Considérée comme une entité « à part », l’armée a été pendant très longtemps tenue éloignée de la vie normale des citoyens. Peu à peu, les barrières sont tombées, mais certaines doivent demeurer car sa mission est de préparer et d’assurer par la force des armes la défense de la patrie et des intérêts supérieurs de la nation.
A quoi donc doit correspondre ce statut ? A revaloriser la condition militaire en France tant sur le plan matériel que sur le plan moral ; il est patent qu’actuellement le métier militaire est aujourd’hui quelque peu dédaigné, voire méprisé, par certains Français. En conséquence, ce statut doit tendre non seulement à accorder aux militaires les mêmes avantages qu’aux autres citoyens, lorsqu’ils se trouvent dans les mêmes situations, mais à assurer aux militaires de solides garanties du fait qu’ils ne se trouvent pas toujours dans la même situation que les autres citoyens et enfin à améliorer leurs conditions de vie et celles de leur famille lorsque, du fait de leur métier, ils sont contraints à subir des conditions de vie plus dures ou plus difficiles.
En bref, votre préoccupation, monsieur le ministre d’Etat – vous l’avez dit devant le conseil supérieur de la fonction militaire – est d’établir par le nouveau statut une condition militaire équilibrée.
Voici quelques observations sur cet équilibre.
La première portera sur la définition de la collectivité militaire.

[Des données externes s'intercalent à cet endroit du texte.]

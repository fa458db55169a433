idl_enum! {
    /// RTCRtpTransceiverDirection indicates the direction of the RTCRtpTransceiver.
    pub enum RTCRtpTransceiverDirection {
        /// Sendrecv indicates the sender will offer to send RTP and the
        /// receiver will offer to receive RTP.
        Sendrecv = "sendrecv",
        /// Sendonly indicates the sender will offer to send RTP.
        Sendonly = "sendonly",
        /// Recvonly indicates the receiver will offer to receive RTP.
        Recvonly = "recvonly",
        /// Inactive indicates neither half will offer RTP.
        Inactive = "inactive",
    }
}

impl RTCRtpTransceiverDirection {
    pub fn has_send(&self) -> bool {
        matches!(self, Self::Sendrecv | Self::Sendonly)
    }

    pub fn has_recv(&self) -> bool {
        matches!(self, Self::Sendrecv | Self::Recvonly)
    }
}
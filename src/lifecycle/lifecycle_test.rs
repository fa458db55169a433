use std::time::Duration;

use tokio::time::timeout;

use super::*;
use crate::error::Result;

#[tokio::test]
async fn test_lifecycle_register_and_drop() -> Result<()> {
    let tracker = LifecycleTracker::new();

    let a = tracker.register("peer_connection");
    let b = tracker.register("data_channel");
    assert_ne!(a.id(), b.id());
    assert!(tracker.is_live(a.id()));
    assert_eq!(
        tracker.live(),
        vec![
            (a.id(), SmolStr::new("peer_connection")),
            (b.id(), SmolStr::new("data_channel")),
        ]
    );

    let a_id = a.id();
    drop(a);
    assert!(!tracker.is_live(a_id));
    assert_eq!(tracker.stop(), vec![(b.id(), SmolStr::new("data_channel"))]);

    drop(b);
    assert!(tracker.stop().is_empty());

    Ok(())
}

#[tokio::test]
async fn test_lifecycle_destructor_fires_after_drop() -> Result<()> {
    let tracker = LifecycleTracker::new();
    let guard = tracker.register("peer_connection");
    let id = guard.id();

    let t = tracker.clone();
    let waiter = tokio::spawn(async move { t.destructor(id).await });

    // other handles coming and going do not wake the waiter for good
    drop(tracker.register("other"));
    tokio::task::yield_now().await;
    assert!(!waiter.is_finished());

    drop(guard);
    assert!(timeout(Duration::from_secs(5), waiter).await.is_ok());

    // already torn down
    assert!(timeout(Duration::from_secs(5), tracker.destructor(id))
        .await
        .is_ok());

    Ok(())
}
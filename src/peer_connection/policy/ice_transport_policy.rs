idl_enum! {
    /// ICETransportPolicy defines the ICE candidate policy surface the
    /// permitted candidates. Only these candidates are used for connectivity checks.
    pub enum RTCIceTransportPolicy {
        /// Any type of candidate may be used.
        All = "all",

        /// Only media relay candidates such as candidates passing through a TURN
        /// server are used.
        Relay = "relay",
    }
}
use super::*;
use crate::data_channel::data_channel_message::RTCDataChannelMessage;
use crate::native::NativeDataChannelObserver;

/// DataChannelObserver is what a data channel hands to its native channel.
/// Like the connection's observer it runs every callback under the panic
/// boundary and drops callbacks once the channel's gate is released.
pub(super) struct DataChannelObserver {
    channel: Weak<RTCDataChannel>,
}

impl DataChannelObserver {
    pub(super) fn new(channel: Weak<RTCDataChannel>) -> Self {
        DataChannelObserver { channel }
    }

    fn with_open(&self, callback: &str, f: impl FnOnce(&RTCDataChannel)) {
        managed(callback, || {
            let Some(channel) = self.channel.upgrade() else {
                log::trace!("{callback} after the data channel was dropped");
                return;
            };
            if !channel.gate.is_open() {
                log::trace!("{callback} ignored, data channel {} released", channel.label);
                return;
            }
            f(channel.as_ref());
        });
    }
}

impl NativeDataChannelObserver for DataChannelObserver {
    fn on_open(&self) {
        self.with_open("on_open", |channel| {
            log::debug!("data channel {} open", channel.label);
            channel.dispatch_native(Event::new(EVENT_OPEN));
        });
    }

    fn on_message(&self, data: Bytes, is_string: bool) {
        self.with_open("on_message", |channel| {
            channel.dispatch_native(Event::with_detail(
                EVENT_MESSAGE,
                EventDetail::Message(RTCDataChannelMessage { is_string, data }),
            ));
        });
    }

    fn on_error(&self, error_text: String) {
        self.with_open("on_error", |channel| {
            log::warn!("data channel {} failed: {error_text}", channel.label);
            channel.dispatch_native(Event::with_detail(
                EVENT_ERROR,
                EventDetail::Error(Error::ErrNative(error_text)),
            ));
        });
    }

    fn on_close(&self) {
        self.with_open("on_close", |channel| channel.finish_close());
    }
}
idl_enum! {
    /// RTCPMuxPolicy affects what ICE candidates are gathered to support
    /// non-multiplexed RTCP. Fixed for the lifetime of a connection.
    pub enum RTCRtcpMuxPolicy {
        /// Gather ICE candidates for both RTP and RTCP candidates. If the remote
        /// endpoint is capable of multiplexing RTCP, multiplex RTCP on the RTP
        /// candidates. If it is not, use both the RTP and RTCP candidates separately.
        Negotiate = "negotiate",

        /// Gather ICE candidates only for RTP and multiplex RTCP on the RTP
        /// candidates. If the remote endpoint is not capable of rtcp-mux, session
        /// negotiation will fail.
        Require = "require",
    }
}

#[cfg(test)]
mod test {
    use super::*;

    #[test]
    fn test_rtcp_mux_policy_json() {
        let policy: RTCRtcpMuxPolicy = serde_json::from_str(r#""negotiate""#).unwrap();
        assert_eq!(policy, RTCRtcpMuxPolicy::Negotiate);
        assert!(serde_json::from_str::<RTCRtcpMuxPolicy>(r#""sometimes""#).is_err());
    }
}
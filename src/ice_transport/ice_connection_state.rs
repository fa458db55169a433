idl_enum! {
    /// RTCIceConnectionState indicates signaling state of the ICE Connection.
    pub enum RTCIceConnectionState {
        New = "new",
        Checking = "checking",
        Connected = "connected",
        Completed = "completed",
        Disconnected = "disconnected",
        Failed = "failed",
        Closed = "closed",
    }
}

impl RTCIceConnectionState {
    /// Whether the connection has a working candidate pair.
    pub fn is_connected(&self) -> bool {
        matches!(
            self,
            RTCIceConnectionState::Connected | RTCIceConnectionState::Completed
        )
    }
}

Quels sont les militaires qui doivent être concernés par ce statut ? J’estime que seuls ceux qui ont choisi le métier des armes doivent être couverts par un statut qui leur soit propre, c’est-à-dire les engagés volontaires, les rengagés, les militaires servant sous contrat, sous-officiers, officiers de carrière.
Je pense que c’est pour eux qu’un statut est nécessaire. Si je me réfère au Larousse, qu’est-ce qu’un statut ? « C’est un texte ou un ensemble de textes qui fixent les garanties fondamentales accordées à une collectivité ou à un corps. » Par conséquent, il s’agit bien d’un corps constitué. Ce sont les personnels qui ont choisi un métier, et j’élimine de ce fait les appelés du contingent pendant la durée de leur service militaire. Ils ont à leur disposition un texte législatif. C’est le code du service national que nous avons voté l’année dernière.
Le projet de statut, tel qu’il est proposé, ne peut les concerner. C’est pour eux un honneur et un devoir d’accomplir leurs obligations militaires. Mais, quoique portant un uniforme pendant un certain nombre de mois, ils n’ont pas choisi de le porter ; ils ont répondu à un appel obligatoire. Ils ne font pas carrière.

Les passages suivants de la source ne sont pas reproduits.